The title of this book caught my attention right away, sounding intriguing and potentially hilarious. I was not disappointed! Poppy is not the most sympathetic of characters. She makes snap judgments based on appearances, is completely spoiled, and has a tendency to babble, oblivious to how her words affect the people around her. Her closest friends, Chelsea and Camilla, and a wannabe paramour, Lord Balthazar Wyndham-Price (affectionately called Lord Balls) try their best to be supportive and include Poppy in their own lavish lifestyles.

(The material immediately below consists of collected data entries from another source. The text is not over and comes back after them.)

//! Intermediate and PaddedIntermediate framing: a 4-byte LE length prefix,
//! lengths in bytes. The two variants share this decode state machine and
//! differ only in whether `encode` appends random padding.

use layer_crypto::CryptoContext;

use super::FrameLimits;
use crate::error::CodecError;
use crate::ring_buffer::RingBuffer;

const ACK_BIT: u32 = 0x8000_0000;

enum Phase {
    WaitLen,
    WaitPayload { ack: bool, len: usize },
}

/// Shared Intermediate / PaddedIntermediate decode/encode state.
pub struct LengthPrefixedCodec {
    phase: Phase,
    limits: FrameLimits,
    padded: bool,
}

impl LengthPrefixedCodec {
    pub fn new(limits: FrameLimits, padded: bool) -> Self {
        Self { phase: Phase::WaitLen, limits, padded }
    }

    pub fn decode(
        &mut self,
        rb: &mut RingBuffer,
        crypto: &mut CryptoContext,
    ) -> Result<Option<(bool, Vec<u8>)>, CodecError> {
        loop {
            match self.phase {
                Phase::WaitLen => {
                    let peeked = rb.peek(4);
                    if peeked.len() < 4 {
                        return Ok(None);
                    }
                    let mut buf = [peeked[0], peeked[1], peeked[2], peeked[3]];
                    crypto.decrypt(&mut buf);
                    rb.discard(4);

                    let raw = u32::from_le_bytes(buf);
                    let ack = raw & ACK_BIT != 0;
                    let len = (raw & !ACK_BIT) as usize;
                    self.limits.validate(len)?;
                    self.phase = Phase::WaitPayload { ack, len };
                }
                Phase::WaitPayload { ack, len } => {
                    let peeked = rb.peek(len as isize);
                    if peeked.len() < len {
                        return Ok(None);
                    }
                    let mut payload = peeked.to_vec();
                    crypto.decrypt(&mut payload);
                    rb.discard(len);

                    self.phase = Phase::WaitLen;
                    return Ok(Some((ack, payload)));
                }
            }
        }
    }

    /// Encode `payload`. For PaddedIntermediate, 0..15 random bytes are
    /// appended after the payload and before encryption; the length field
    /// still names only the un-padded payload length.
    pub fn encode(&self, payload: &[u8], ack: bool, crypto: &mut CryptoContext) -> Vec<u8> {
        let len = payload.len() as u32;
        let header = if ack { len | ACK_BIT } else { len };

        let mut out = Vec::with_capacity(4 + payload.len() + 15);
        out.extend_from_slice(&header.to_le_bytes());
        out.extend_from_slice(payload);
        if self.padded {
            out.extend_from_slice(&random_padding());
        }
        crypto.encrypt(&mut out);
        out
    }
}

/// 0..15 random bytes, count and contents both from a cryptographic RNG so
/// the padding never leaks keystream structure to an observer.
fn random_padding() -> Vec<u8> {
    let mut count_byte = [0u8; 1];
    getrandom::getrandom(&mut count_byte).expect("getrandom");
    let count = (count_byte[0] % 16) as usize;

    let mut pad = vec![0u8; count];
    getrandom::getrandom(&mut pad).expect("getrandom");
    pad
}

#[cfg(test)]
mod tests {
    use super::*;
    use bytes::BytesMut;

    fn limits() -> FrameLimits {
        FrameLimits { max_frame_size: 1 << 20, min_payload_size: 9 }
    }

    #[test]
    fn intermediate_round_trips() {
        let mut enc_ctx = CryptoContext::new([1u8; 16], [1u8; 16]);
        let mut dec_ctx = CryptoContext::new([1u8; 16], [1u8; 16]);
        let mut codec = LengthPrefixedCodec::new(limits(), false);

        let payload = [0xABu8; 32];
        let wire = codec.encode(&payload, false, &mut enc_ctx);
        assert_eq!(wire.len(), 4 + payload.len());

        let mut raw = BytesMut::from(&wire[..]);
        let mut rb = RingBuffer::new(&mut raw);
        let (ack, out) = codec.decode(&mut rb, &mut dec_ctx).unwrap().unwrap();
        assert!(!ack);
        assert_eq!(out, payload);
    }

    #[test]
    fn ack_bit_round_trips() {
        let mut enc_ctx = CryptoContext::new([2u8; 16], [2u8; 16]);
        let mut dec_ctx = CryptoContext::new([2u8; 16], [2u8; 16]);
        let mut codec = LengthPrefixedCodec::new(limits(), false);

        let payload = [0x01u8; 16];
        let wire = codec.encode(&payload, true, &mut enc_ctx);
        let mut raw = BytesMut::from(&wire[..]);
        let mut rb = RingBuffer::new(&mut raw);
        let (ack, out) = codec.decode(&mut rb, &mut dec_ctx).unwrap().unwrap();
        assert!(ack);
        assert_eq!(out, payload);
    }

    #[test]
    fn padded_intermediate_tail_is_discarded_on_decode() {
        let mut enc_ctx = CryptoContext::new([3u8; 16], [3u8; 16]);
        let mut dec_ctx = CryptoContext::new([3u8; 16], [3u8; 16]);
        let mut codec = LengthPrefixedCodec::new(limits(), true);

        let payload = [0x44u8; 12];
        let wire = codec.encode(&payload, false, &mut enc_ctx);
        assert!(wire.len() >= 4 + payload.len());
        assert!(wire.len() <= 4 + payload.len() + 15);

        let mut raw = BytesMut::from(&wire[..]);
        let mut rb = RingBuffer::new(&mut raw);
        let (ack, out) = codec.decode(&mut rb, &mut dec_ctx).unwrap().unwrap();
        assert!(!ack);
        assert_eq!(out, payload);
    }

    #[test]
    fn oversize_length_field_yields_frame_too_large() {
        let mut dec_ctx = CryptoContext::identity();
        let mut codec = LengthPrefixedCodec::new(
            FrameLimits { max_frame_size: 16, min_payload_size: 9 },
            false,
        );

        let mut raw = BytesMut::from(&20u32.to_le_bytes()[..]);
        let mut rb = RingBuffer::new(&mut raw);
        let err = codec.decode(&mut rb, &mut dec_ctx).unwrap_err();
        assert!(matches!(err, CodecError::FrameTooLarge { .. }));
    }

    #[test]
    fn eight_byte_payload_yields_frame_too_small() {
        let mut dec_ctx = CryptoContext::identity();
        let mut codec = LengthPrefixedCodec::new(limits(), false);

        let mut raw = BytesMut::from(&8u32.to_le_bytes()[..]);
        let mut rb = RingBuffer::new(&mut raw);
        let err = codec.decode(&mut rb, &mut dec_ctx).unwrap_err();
        assert!(matches!(err, CodecError::FrameTooSmall { .. }));
    }

    #[test]
    fn incomplete_length_field_preserves_state() {
        let mut dec_ctx = CryptoContext::identity();
        let mut codec = LengthPrefixedCodec::new(limits(), false);

        let mut raw = BytesMut::from(&[0x10u8, 0x00][..]);
        let mut rb = RingBuffer::new(&mut raw);
        assert!(codec.decode(&mut rb, &mut dec_ctx).unwrap().is_none());
        assert_eq!(rb.readable_bytes(), 2, "partial length field must not be consumed");
    }
}
// Translator precedence levels
use serde::{Deserialize, Serialize};
use std::fmt;
use std::str::FromStr;

use crate::error::{ConfigError, Result};

/// Precedence level of a translator installation or inclusion decision.
///
/// The variant order is the precedence order: `Never < System < User < Document`.
/// `Never` is a sentinel meaning "excluded everywhere" and never addresses a slot
/// of a per-level table.
#[derive(Debug, Clone, Copy, PartialEq, Eq, PartialOrd, Ord, Hash, Serialize, Deserialize)]
#[serde(rename_all = "lowercase")]
pub enum TranslatorLevel {
    Never,
    System,
    User,
    Document,
}

impl TranslatorLevel {
    /// Levels that own a slot in per-level tables, lowest precedence first
    pub const INSTALLABLE: [TranslatorLevel; 3] = [
        TranslatorLevel::System,
        TranslatorLevel::User,
        TranslatorLevel::Document,
    ];

    /// Table slot of this level, `None` for the `Never` sentinel
    pub fn index(self) -> Option<usize> {
        match self {
            TranslatorLevel::Never => None,
            TranslatorLevel::System => Some(0),
            TranslatorLevel::User => Some(1),
            TranslatorLevel::Document => Some(2),
        }
    }

    /// Slot index that rejects the sentinel, for mutating operations
    pub(crate) fn slot(self, operation: &str) -> Result<usize> {
        self.index().ok_or_else(|| {
            ConfigError::InvalidLevel {
                level: self.to_string(),
                operation: operation.to_string(),
            }
            .into()
        })
    }

    /// This level and every installable level below it, highest first
    pub fn at_or_below(self) -> impl Iterator<Item = TranslatorLevel> {
        TranslatorLevel::INSTALLABLE
            .into_iter()
            .rev()
            .filter(move |level| *level <= self)
    }

    /// Legacy numeric conversion: out-of-range values are clamped instead of rejected.
    ///
    /// `-1` (or anything lower) maps to `Never`, values above `2` to `Document`.
    pub fn clamp(value: i64) -> Self {
        let level = match value {
            i64::MIN..=-1 => TranslatorLevel::Never,
            0 => TranslatorLevel::System,
            1 => TranslatorLevel::User,
            _ => TranslatorLevel::Document,
        };
        if !(-1..=2).contains(&value) {
            tracing::warn!(value, level = %level, "Clamped out-of-range translator level");
        }
        level
    }

    pub fn as_str(self) -> &'static str {
        match self {
            TranslatorLevel::Never => "never",
            TranslatorLevel::System => "system",
            TranslatorLevel::User => "user",
            TranslatorLevel::Document => "document",
        }
    }
}

impl TryFrom<i64> for TranslatorLevel {
    type Error = crate::error::TransError;

    fn try_from(value: i64) -> Result<Self> {
        match value {
            -1 => Ok(TranslatorLevel::Never),
            0 => Ok(TranslatorLevel::System),
            1 => Ok(TranslatorLevel::User),
            2 => Ok(TranslatorLevel::Document),
            other => Err(ConfigError::InvalidLevel {
                level: other.to_string(),
                operation: "numeric level conversion".to_string(),
            }
            .into()),
        }
    }
}

impl FromStr for TranslatorLevel {
    type Err = crate::error::TransError;

    fn from_str(s: &str) -> Result<Self> {
        match s.trim().to_ascii_lowercase().as_str() {
            "never" => Ok(TranslatorLevel::Never),
            "system" => Ok(TranslatorLevel::System),
            "user" => Ok(TranslatorLevel::User),
            "document" | "project" => Ok(TranslatorLevel::Document),
            other => match other.parse::<i64>() {
                Ok(number) => Ok(TranslatorLevel::clamp(number)),
                Err(_) => Err(ConfigError::InvalidLevel {
                    level: s.to_string(),
                    operation: "level parsing".to_string(),
                }
                .into()),
            },
        }
    }
}

impl fmt::Display for TranslatorLevel {
    fn fmt(&self, f: &mut fmt::Formatter<'_>) -> fmt::Result {
        f.write_str(self.as_str())
    }
}
// Process management for translator execution: output capture, stdin feeding
// and optional timeouts

use crate::error::{ProcessError, Result, TransError};
use std::ffi::OsString;
use std::path::PathBuf;
use std::process::ExitStatus;
use std::time::Duration;

/// Process execution configuration
#[derive(Debug, Clone)]
pub struct ProcessConfig {
    pub command: String,
    pub args: Vec<OsString>,
    pub working_dir: Option<PathBuf>,
    /// Bytes written to the child's standard input, which is then closed
    pub stdin: Option<Vec<u8>>,
    pub timeout: Option<Duration>,
}

impl ProcessConfig {
    pub fn new(command: impl Into<String>) -> Self {
        Self {
            command: command.into(),
            args: Vec::new(),
            working_dir: None,
            stdin: None,
            timeout: None,
        }
    }

    pub fn with_args(mut self, args: Vec<impl Into<OsString>>) -> Self {
        self.args = args.into_iter().map(Into::into).collect();
        self
    }

    pub fn with_working_dir(mut self, dir: PathBuf) -> Self {
        self.working_dir = Some(dir);
        self
    }

    pub fn with_stdin(mut self, input: impl Into<Vec<u8>>) -> Self {
        self.stdin = Some(input.into());
        self
    }

    pub fn with_timeout(mut self, timeout: Duration) -> Self {
        self.timeout = Some(timeout);
        self
    }
}

/// Process execution result
#[derive(Debug)]
pub struct ProcessResult {
    pub exit_status: ExitStatus,
    pub stdout: Vec<u8>,
    pub stderr: Vec<u8>,
    pub duration: Duration,
}

impl ProcessResult {
    pub fn success(&self) -> bool {
        self.exit_status.success()
    }

    pub fn exit_code(&self) -> Option<i32> {
        self.exit_status.code()
    }

    /// Exit code with signal terminations mapped to `128 + signal` on Unix, `-1` elsewhere
    pub fn exit_code_or_signal(&self) -> i32 {
        if let Some(code) = self.exit_status.code() {
            return code;
        }
        #[cfg(unix)]
        {
            use std::os::unix::process::ExitStatusExt;
            if let Some(signal) = self.exit_status.signal() {
                return 128 + signal;
            }
        }
        -1
    }

    pub fn stdout(&self) -> String {
        String::from_utf8_lossy(&self.stdout).to_string()
    }

    pub fn stderr(&self) -> String {
        String::from_utf8_lossy(&self.stderr).to_string()
    }
}

/// Runs external commands one at a time, inheriting the parent's environment
pub struct ProcessManager;

impl ProcessManager {
    pub fn new() -> Self {
        Self
    }

    // Synchronous execution
    pub fn execute(&self, config: ProcessConfig) -> Result<ProcessResult> {
        tokio::runtime::Builder::new_current_thread()
            .enable_all()
            .build()
            .map_err(TransError::Io)?
            .block_on(self.execute_async(config))
    }

    // Asynchronous execution
    pub async fn execute_async(&self, config: ProcessConfig) -> Result<ProcessResult> {
        use std::process::Stdio;
        use tokio::io::AsyncWriteExt;
        use tokio::process::Command;
        use tokio::time::timeout;

        let start_time = std::time::Instant::now();

        let mut cmd = Command::new(&config.command);
        cmd.args(&config.args);

        if let Some(ref dir) = config.working_dir {
            cmd.current_dir(dir);
        }

        cmd.stdout(Stdio::piped());
        cmd.stderr(Stdio::piped());
        if config.stdin.is_some() {
            cmd.stdin(Stdio::piped());
        } else {
            cmd.stdin(Stdio::null());
        }
        cmd.kill_on_drop(true);

        tracing::debug!(command = %config.command, args = ?config.args, "Spawning process");

        let mut child = cmd.spawn().map_err(|e| {
            if e.kind() == std::io::ErrorKind::NotFound {
                TransError::from(ProcessError::CommandNotFound {
                    command: config.command.clone(),
                    suggestion: Some(format!("Install {} or add it to PATH", config.command)),
                })
            } else {
                TransError::from(ProcessError::SpawnFailed {
                    command: config.command.clone(),
                    error: e.to_string(),
                })
            }
        })?;

        // Feed stdin from its own task so a chatty child cannot deadlock on full pipes
        let writer = match (config.stdin, child.stdin.take()) {
            (Some(input), Some(mut stdin)) => Some(tokio::spawn(async move {
                let result = stdin.write_all(&input).await;
                drop(stdin);
                match result {
                    Err(e) if e.kind() == std::io::ErrorKind::BrokenPipe => Ok(()),
                    other => other,
                }
            })),
            _ => None,
        };

        let command = config.command.clone();
        let wait = async move {
            child.wait_with_output().await.map_err(|e| {
                TransError::from(ProcessError::OutputCaptureFailed {
                    message: format!("Failed to wait for process: {e}"),
                    command: command.clone(),
                })
            })
        };

        let output = match config.timeout {
            Some(limit) => match timeout(limit, wait).await {
                Ok(output) => output?,
                // The child is killed when the wait future is dropped
                Err(_) => {
                    return Err(ProcessError::Timeout {
                        command: config.command,
                        duration: limit,
                    }
                    .into())
                }
            },
            None => wait.await?,
        };

        if let Some(writer) = writer {
            match writer.await {
                Ok(Ok(())) => {}
                Ok(Err(e)) => {
                    tracing::warn!(command = %config.command, error = %e, "Failed to write process input");
                }
                Err(join_error) => {
                    tracing::warn!(command = %config.command, error = %join_error, "Input writer task failed");
                }
            }
        }

        Ok(ProcessResult {
            exit_status: output.status,
            stdout: output.stdout,
            stderr: output.stderr,
            duration: start_time.elapsed(),
        })
    }
}

impl Default for ProcessManager {
    fn default() -> Self {
        Self::new()
    }
}

#[cfg(test)]
#[cfg(unix)]
mod tests {
    use super::*;

    #[test]
    fn test_process_execution_basic() {
        let manager = ProcessManager::new();
        let config = ProcessConfig::new("echo").with_args(vec!["hello", "world"]);

        let result = manager.execute(config).unwrap();
        assert!(result.success());
        assert_eq!(result.stdout().trim(), "hello world");
    }

    #[test]
    fn test_process_stdin_is_fed() {
        let manager = ProcessManager::new();
        let config = ProcessConfig::new("sh").with_stdin("echo from-stdin\nexit 3\n");

        let result = manager.execute(config).unwrap();
        assert_eq!(result.stdout().trim(), "from-stdin");
        assert_eq!(result.exit_code(), Some(3));
    }

    #[test]
    fn test_process_command_not_found() {
        let manager = ProcessManager::new();
        let config = ProcessConfig::new("this_command_does_not_exist_12345");

        match manager.execute(config) {
            Err(TransError::Process(err)) => {
                assert!(matches!(*err, ProcessError::CommandNotFound { .. }));
            }
            other => panic!("expected CommandNotFound, got {other:?}"),
        }
    }

    #[test]
    fn test_process_timeout() {
        let manager = ProcessManager::new();
        let config = ProcessConfig::new("sleep")
            .with_args(vec!["5"])
            .with_timeout(Duration::from_millis(100));

        let result = manager.execute(config);
        assert!(matches!(result, Err(TransError::Process(ref e)) if matches!(**e, ProcessError::Timeout { .. })));
    }

    #[test]
    fn test_large_output_with_stdin() {
        let manager = ProcessManager::new();
        let script = "i=0\nwhile [ $i -lt 20000 ]; do echo line-$i; i=$((i+1)); done\n";
        let config = ProcessConfig::new("sh").with_stdin(script);

        let result = manager.execute(config).unwrap();
        assert!(result.success());
        assert_eq!(result.stdout().lines().count(), 20000);
    }
}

Silly and spoiled themselves, they are still very loyal and are some of the few people who don’t abandon Poppy when her money disappears. Even Poppy’s fiancé, Roddy, ends their engagement once the news about her father breaks. Roddy has a gambling problem and his father has threatened to cut him off from his inheritance if he doesn’t marry “well” – i.e. someone with money. He’s fallen in with a bad crowd and owes money to the wrong people, like mobster Jack Diamond. Roddy is, for lack of a better term, a pompous jerk. He continues to lead Poppy on, while dating someone more “appropriate” at the same time. Troublingly, Poppy finds herself attracted to her new neighbor, Taylor. This is a problem because he’s poor, and because she suspects that he is a drug dealer. Still, he does help Poppy out of the many pickles that she finds herself in. Taylor found me fully on his side when Poppy thanks him for rescuing her and his response is “You don’t need rescuing.” Beautiful!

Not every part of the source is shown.